Emerson Whitney’s Heaven was recently named a finalist for the Believer Book Awards. In celebration of this and Heaven’s one-year anniversary, we chatted with Emerson about how the project has evolved for them and what they’re working on now. Read an excerpt of Heaven here or get a copy for yourself.
McSWEENEY’S: Through gorgeous moments of memory woven with sharply explored theory, Heaven deals with bodies, motherhood, gender — and specifically, the ways the language falls short in understanding these things. How do you think about the paradox of exploring languages’ shortcomings using language itself?
EMERSON WHITNEY: Oof. This is a good one. It is sort of like trying to fix a broken hammer with a broken hammer, isn’t it? But I guess play comes to mind and how prismatic all of this becomes. I feel so conscious of all the words I’m using right now in response to this question, and I guess that’s the attempt: to address consciously the moving thing that is language and to maybe use linguistic experimentation to pry up some old ideas that are contained in the words we use and even the ways we use them. I write about the linguist gap throughout Heaven. Language itself is always missing something, so I guess I wonder what can happen if we collaborate with the negative space instead of pretending it’s not there. That’s what poetry and theory are for me: a conscious playfulness with the shortcomings of language that sometimes result in new ideas.
McSWYS: The Believer Book Award citation says that Heaven feels like “a conversation with [one’s] smartest, most thoughtful friend” (which I love). I’m curious if you have a specific reader in mind when you write — do you see yourself in conversion in that way?
EW: I was so honored to see this line about friendliness! It’s such a gift to have Heaven read like that. I’ve had a daily journal since I was eight, and every entry starts “Dear You.” It’s been like that since third grade. I don’t know who the ‘you’ was in third grade, but now, the ‘you’ is sort of everybody? Like maybe I’m writing to whoever picks my work up after they find it, or maybe I’m addressing the energy of writing itself, which really is my best friend? Whoever it is, I love this ‘you.’
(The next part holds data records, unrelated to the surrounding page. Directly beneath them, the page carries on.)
//! Publish state machine.
//!
//! Pure transition logic for one invocation:
//!
//! ```text
//! Idle → Connecting → Publishing → Closing → Done(success)
//!            │             │           │
//!            └─────────────┴───────────┴──→ Done(failure)
//! ```
//!
//! The driver in [`crate::publisher`] feeds [`Trigger`]s in and executes the
//! returned [`Effect`]s. `Done` is terminal: once reached, every trigger is
//! discarded and `Resolve` can never be emitted a second time.

use std::time::Duration;

use pubstep_link::LinkEvent;
use pubstep_protocol::{Outcome, StepError};

/// Where the invocation currently is.
#[derive(Debug, Clone, Copy, PartialEq, Eq)]
pub enum Phase {
    Idle,
    Connecting,
    Publishing,
    Closing,
    Done { success: bool },
}

/// Something that happened: a link event, the deadline, or a failed action.
#[derive(Debug, Clone, PartialEq, Eq)]
pub enum Trigger {
    Start,
    Connected,
    PublishAcked,
    PublishFailed(String),
    Closed,
    DeadlineElapsed,
    TransportError(String),
}

impl From<LinkEvent> for Trigger {
    fn from(event: LinkEvent) -> Self {
        match event {
            LinkEvent::Connected => Self::Connected,
            LinkEvent::PublishAcked => Self::PublishAcked,
            LinkEvent::Closed => Self::Closed,
            LinkEvent::Error(e) => Self::TransportError(e.detail().to_string()),
        }
    }
}

/// Action the driver must carry out.
#[derive(Debug, Clone, PartialEq, Eq)]
pub enum Effect {
    /// Issue the QoS 1 publish.
    Publish,
    /// Request a graceful disconnect.
    Disconnect,
    /// Release the link now. Safe to repeat.
    ForceClose,
    /// Hand the outcome to the caller. Emitted at most once.
    Resolve(Outcome),
}

/// State machine for a single connect → publish → close sequence.
#[derive(Debug)]
pub struct PublishMachine {
    phase: Phase,
    topic: String,
    deadline: Duration,
}

impl PublishMachine {
    pub fn new(topic: impl Into<String>, deadline: Duration) -> Self {
        Self {
            phase: Phase::Idle,
            topic: topic.into(),
            deadline,
        }
    }

    pub fn phase(&self) -> Phase {
        self.phase
    }

    pub fn is_done(&self) -> bool {
        matches!(self.phase, Phase::Done { .. })
    }

    /// Apply a trigger and return the effects to execute, in order.
    pub fn advance(&mut self, trigger: Trigger) -> Vec<Effect> {
        match (self.phase, trigger) {
            (Phase::Done { .. }, trigger) => {
                tracing::debug!(?trigger, "discarding event after resolution");
                Vec::new()
            }
            (Phase::Idle, Trigger::Start) => {
                self.phase = Phase::Connecting;
                Vec::new()
            }
            (Phase::Idle, trigger) => {
                tracing::debug!(?trigger, "ignoring event before start");
                Vec::new()
            }
            (_, Trigger::DeadlineElapsed) => self.fail(StepError::Timeout {
                secs: self.deadline.as_secs(),
            }),
            (_, Trigger::TransportError(detail)) => self.fail(StepError::Connection(detail)),
            (Phase::Connecting, Trigger::Connected) => {
                self.phase = Phase::Publishing;
                vec![Effect::Publish]
            }
            (Phase::Publishing, Trigger::PublishAcked) => {
                self.phase = Phase::Closing;
                vec![Effect::Disconnect]
            }
            (Phase::Publishing, Trigger::PublishFailed(detail)) => {
                self.fail(StepError::Publish(detail))
            }
            (Phase::Closing, Trigger::Closed) => {
                self.phase = Phase::Done { success: true };
                vec![
                    Effect::ForceClose,
                    Effect::Resolve(Outcome::published(&self.topic)),
                ]
            }
            (Phase::Connecting | Phase::Publishing, Trigger::Closed) => self.fail(
                StepError::Connection("connection closed before publish completed".to_string()),
            ),
            (phase, trigger) => {
                tracing::debug!(?phase, ?trigger, "ignoring event");
                Vec::new()
            }
        }
    }

    fn fail(&mut self, err: StepError) -> Vec<Effect> {
        self.phase = Phase::Done { success: false };
        vec![Effect::ForceClose, Effect::Resolve(Outcome::from(err))]
    }
}
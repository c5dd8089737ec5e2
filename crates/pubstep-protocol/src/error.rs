//! Error taxonomy for a publish step invocation.
//!
//! The `Display` output of [`StepError`] is the human-readable failure reason
//! handed back to the caller.

use thiserror::Error;

/// Invalid or missing caller input, detected before any network activity.
#[derive(Debug, Clone, PartialEq, Eq, Error)]
pub enum ValidationError {
    #[error("Missing required inputs: host, port, protocol, topic, and message are required")]
    MissingInputs,

    #[error("Protocol must be either 'tcp' or 'ws'")]
    InvalidProtocol,

    #[error("Port must be an integer between 1 and 65535, got '{0}'")]
    InvalidPort(String),
}

/// Every way a publish step can fail.
#[derive(Debug, Clone, PartialEq, Eq, Error)]
pub enum StepError {
    #[error(transparent)]
    Validation(#[from] ValidationError),

    #[error("Connection error: {0}")]
    Connection(String),

    #[error("MQTT connection timeout after {secs} seconds")]
    Timeout { secs: u64 },

    #[error("Failed to publish message: {0}")]
    Publish(String),

    #[error("Automation error: {0}")]
    Unknown(String),
}
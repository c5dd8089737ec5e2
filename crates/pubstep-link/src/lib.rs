//! Broker link for the one-shot MQTT publish step.
//!
//! Provides the transport connector the publish orchestrator drives:
//! - `Connector` / `Link` traits (mockable in tests)
//! - `MqttConnector` backed by `rumqttc`, over TCP or WebSocket
//! - `LinkEvent` classification of raw `rumqttc` events
//! - `MockConnector` for testing without a broker

pub mod config;
pub mod error;
pub mod events;
pub mod link;
pub mod mock;
pub mod transport;

// Re-exports for convenience.
pub use config::LinkSettings;
pub use error::{MqttError, MqttResult};
pub use events::{LinkEvent, classify};
pub use link::{Connector, Link, MqttConnector, MqttLink, new_client_id, wire_qos};
pub use mock::{MockConnector, MockEvent, MockLink, MockRecorder, PublishedMessage};
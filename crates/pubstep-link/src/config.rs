use serde::Deserialize;

/// Per-link MQTT tuning, loadable from the `[link]` table of the runner config.
#[derive(Debug, Clone, Deserialize)]
pub struct LinkSettings {
    /// Prefix of the generated client id (`{prefix}_{uuid}`).
    #[serde(default = "default_client_id_prefix")]
    pub client_id_prefix: String,
    /// Keep-alive interval in seconds.
    #[serde(default = "default_keepalive")]
    pub keepalive_secs: u16,
    /// TCP/WebSocket connect timeout in seconds.
    #[serde(default = "default_connect_timeout")]
    pub connect_timeout_secs: u64,
    /// Max incoming and outgoing MQTT packet size in bytes.
    #[serde(default = "default_max_packet_size")]
    pub max_packet_size: usize,
    /// HTTP path used for the WebSocket upgrade.
    #[serde(default = "default_ws_path")]
    pub ws_path: String,
    /// Capacity of the client request channel.
    #[serde(default = "default_request_capacity")]
    pub request_capacity: usize,
}

impl Default for LinkSettings {
    fn default() -> Self {
        Self {
            client_id_prefix: default_client_id_prefix(),
            keepalive_secs: default_keepalive(),
            connect_timeout_secs: default_connect_timeout(),
            max_packet_size: default_max_packet_size(),
            ws_path: default_ws_path(),
            request_capacity: default_request_capacity(),
        }
    }
}

fn default_client_id_prefix() -> String {
    "pubstep".to_string()
}

fn default_keepalive() -> u16 {
    60
}

fn default_connect_timeout() -> u64 {
    30
}

fn default_max_packet_size() -> usize {
    256 * 1024
}

fn default_ws_path() -> String {
    "/mqtt".to_string()
}

fn default_request_capacity() -> usize {
    10
}
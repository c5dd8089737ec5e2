use std::fmt;
use std::str::FromStr;

use serde::{Deserialize, Serialize};

use crate::error::ValidationError;

/// Byte-stream mechanism carrying the MQTT frames.
#[derive(Debug, Clone, Copy, PartialEq, Eq, Serialize, Deserialize)]
pub enum Transport {
    /// Raw TCP socket (`tcp://`).
    #[serde(rename = "tcp")]
    Tcp,
    /// WebSocket (`ws://`).
    #[serde(rename = "ws")]
    Websocket,
}

impl Transport {
    /// URL scheme used when addressing the broker.
    pub fn scheme(self) -> &'static str {
        match self {
            Self::Tcp => "tcp",
            Self::Websocket => "ws",
        }
    }
}

impl FromStr for Transport {
    type Err = ValidationError;

    fn from_str(s: &str) -> Result<Self, Self::Err> {
        match s {
            "tcp" => Ok(Self::Tcp),
            "ws" => Ok(Self::Websocket),
            _ => Err(ValidationError::InvalidProtocol),
        }
    }
}

impl fmt::Display for Transport {
    fn fmt(&self, f: &mut fmt::Formatter<'_>) -> fmt::Result {
        f.write_str(self.scheme())
    }
}

/// Validated broker connection parameters. Immutable once built.
#[derive(Debug, Clone, PartialEq, Eq, Serialize)]
pub struct ConnectionConfig {
    /// Broker hostname or IP address.
    pub host: String,
    /// Broker port (never 0).
    pub port: u16,
    /// Transport used to reach the broker.
    pub transport: Transport,
    /// Optional username passed through to the broker.
    #[serde(skip_serializing_if = "Option::is_none")]
    pub username: Option<String>,
    /// Optional password passed through to the broker.
    #[serde(skip_serializing)]
    pub password: Option<String>,
}

impl ConnectionConfig {
    /// Broker address in `transport://host:port` form.
    pub fn url(&self) -> String {
        format!("{}://{}:{}", self.transport, self.host, self.port)
    }
}

/// Delivery guarantee requested for the publish. Only "at least once" is offered.
#[derive(Debug, Clone, Copy, PartialEq, Eq, Default, Serialize)]
#[serde(rename_all = "snake_case")]
pub enum DeliveryQos {
    #[default]
    AtLeastOnce,
}

/// The single message to publish.
#[derive(Debug, Clone, PartialEq, Eq, Serialize)]
pub struct PublishRequest {
    /// Target topic (never empty).
    pub topic: String,
    /// Message body, sent as UTF-8 bytes.
    pub payload: String,
    pub qos: DeliveryQos,
}

impl PublishRequest {
    pub fn new(topic: impl Into<String>, payload: impl Into<String>) -> Self {
        Self {
            topic: topic.into(),
            payload: payload.into(),
            qos: DeliveryQos::AtLeastOnce,
        }
    }
}
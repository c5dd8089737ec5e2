//! Runner configuration, loadable from TOML.

use std::time::Duration;

use pubstep_link::LinkSettings;
use serde::Deserialize;

/// Upper bound accepted for `deadline_secs` (one hour).
pub const MAX_DEADLINE_SECS: u64 = 3600;

/// Top-level configuration for the publish step.
#[derive(Debug, Clone, Deserialize)]
pub struct RunnerConfig {
    /// Deadline for the whole connect → publish → close sequence, measured
    /// from link open. Defaults to 30 seconds.
    #[serde(default = "default_deadline_secs")]
    pub deadline_secs: u64,
    /// MQTT link settings.
    #[serde(default)]
    pub link: LinkSettings,
}

fn default_deadline_secs() -> u64 {
    30
}

impl Default for RunnerConfig {
    fn default() -> Self {
        Self {
            deadline_secs: default_deadline_secs(),
            link: LinkSettings::default(),
        }
    }
}

impl RunnerConfig {
    /// Load config from a TOML file path.
    pub fn from_file(path: &str) -> anyhow::Result<Self> {
        let contents = std::fs::read_to_string(path)?;
        Self::from_toml(&contents)
    }

    /// Parse and validate config from TOML text.
    pub fn from_toml(contents: &str) -> anyhow::Result<Self> {
        let config: Self = toml::from_str(contents)?;
        config.validate()?;
        Ok(config)
    }

    /// Reject values that would make every invocation fail or overflow the
    /// timer.
    pub fn validate(&self) -> anyhow::Result<()> {
        if self.deadline_secs == 0 {
            anyhow::bail!("deadline_secs must be greater than 0");
        }

        if self.deadline_secs > MAX_DEADLINE_SECS {
            anyhow::bail!(
                "deadline_secs must be at most {MAX_DEADLINE_SECS}, got {}",
                self.deadline_secs
            );
        }

        Ok(())
    }

    /// Invocation deadline, capped at [`MAX_DEADLINE_SECS`] for configs
    /// built in code without [`RunnerConfig::validate`].
    pub fn deadline(&self) -> Duration {
        Duration::from_secs(self.deadline_secs.min(MAX_DEADLINE_SECS))
    }
}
McSWYS: Heaven is just over a year old (happy birthday!). How has your relationship to the book shifted over that time?
EW: YES. It’s been an incredible year. I’m so grateful for how Heaven has been received. I think I’m really just still so happy about the book, and mostly, I’m less afraid to be vulnerable in my work. The reception has helped me see how powerful autobiographical vulnerability is.
McSWYS: You’re in the midst of a new book, which in some ways is a companion to Heaven. Can we get a little sneak peek? What can we look forward to there?
EW: Yes! I’m very excited about this. The book is about masculinity and storm chasing, dad-ness, and failure. I am someone who has masculinity projected onto my body, and I was at a particular moment in my life where I was questioning if I wanted to go further in — to take testosterone and kind of enjoy the volume of that. I don’t want to, though, and in the process, I started realizing I just wanted to grow up a little bit, to have some more agency. The book is about interrogating what ‘agency’ is in this context. In some ways, I’m asking how to “mature” without using the portal of gender to get there.
I just saw an ad this morning on IG for St. Vincent’s new album. I guess it’s called Daddy’s Home or something. In the ad, she says, “to become daddy is simply to become yourself and to become comfortable in your own skin.”
I guess (like St. Vincent?) I’d started to wonder if I wanted to be daddy now. Like who was I going to be? Should I be? At the time of my writing the book, I was getting divorced. I’d been married and in an SM relationship with my pro-domme ex, who I’d called Daddy for almost ten years. I was pretty confused about how to go from being a 30-year-old boy to anything else. I started looking at my influences, and that brought me to the project of storm chasing. I went on a tour where people pay like $4K per person to go chase tornadoes. This real nice forecaster person let me come on the tour for free. It became a tour of these concepts.